_Work task_. Look through the data below for the line with "pub const LASTFM_API_URL: &str", and transcribe it exactly together with each line after it up to and including the line with "pub mod pipeline;". Give nothing else.

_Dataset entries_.

[Start of section]

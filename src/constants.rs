/// Source names used in logs, metrics labels and anomaly detail
pub const TRACK_SOURCE: &str = "lastfm";
pub const WEATHER_SOURCE: &str = "openweather";
pub const CATALOG_SOURCE: &str = "soundcharts";

// Anomaly tags recorded against an ingestion attempt
pub const TRACK_SOURCE_FAILURE: &str = "TRACK_SOURCE_FAILURE";
pub const WEATHER_SOURCE_FAILURE: &str = "WEATHER_SOURCE_FAILURE";

/// Written into every raw snapshot's metadata block
pub const SNAPSHOT_DATA_SOURCE: &str = "lastfm_weather_ingestor";
/// Written into every batch report's metadata block
pub const INGESTION_SYSTEM: &str = "RawDataIngestor";

// Default endpoints
pub const LASTFM_API_URL: &str = "http://ws.audioscrobbler.com/2.0/";
pub const OPENWEATHER_API_URL: &str = "https://api.openweathermap.org/data/2.5/weather";
pub const SOUNDCHARTS_API_URL: &str = "https://customer.api.soundcharts.com";

// Credential environment variables
pub const LASTFM_API_KEY_VAR: &str = "LASTFM_API_KEY";
pub const OPENWEATHER_API_KEY_VAR: &str = "OPENWEATHER_API_KEY";
pub const SOUNDCHARTS_API_KEY_VAR: &str = "SOUNDCHARTS_API_KEY";
pub const SOUNDCHARTS_APP_ID_VAR: &str = "SOUNDCHARTS_APP_ID";

// Layout under the data root
pub const RAW_DIR: &str = "raw";
pub const REPORTS_DIR: &str = "ingestion_reports";
pub const INGESTION_DB: &str = "ingestion_metadata.db";
pub const PROCESSED_DB: &str = "processed_music_weather.db";

pub const USER_AGENT: &str = concat!("music_weather/", env!("CARGO_PKG_VERSION"));
pub mod config;
pub mod constants;
pub mod error;
pub mod logging;
pub mod metrics;
pub mod pipeline;
pub mod storage;
pub mod types;

// Ports (application boundary) and their adapters
pub mod app;
pub mod infra;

[End of section]

_Solution to the problem_.
pub const LASTFM_API_URL: &str = "http://ws.audioscrobbler.com/2.0/";
pub const OPENWEATHER_API_URL: &str = "https://api.openweathermap.org/data/2.5/weather";
pub const SOUNDCHARTS_API_URL: &str = "https://customer.api.soundcharts.com";

// Credential environment variables
pub const LASTFM_API_KEY_VAR: &str = "LASTFM_API_KEY";
pub const OPENWEATHER_API_KEY_VAR: &str = "OPENWEATHER_API_KEY";
pub const SOUNDCHARTS_API_KEY_VAR: &str = "SOUNDCHARTS_API_KEY";
pub const SOUNDCHARTS_APP_ID_VAR: &str = "SOUNDCHARTS_APP_ID";

// Layout under the data root
pub const RAW_DIR: &str = "raw";
pub const REPORTS_DIR: &str = "ingestion_reports";
pub const INGESTION_DB: &str = "ingestion_metadata.db";
pub const PROCESSED_DB: &str = "processed_music_weather.db";

pub const USER_AGENT: &str = concat!("music_weather/", env!("CARGO_PKG_VERSION"));
pub mod config;
pub mod constants;
pub mod error;
pub mod logging;
pub mod metrics;
pub mod pipeline;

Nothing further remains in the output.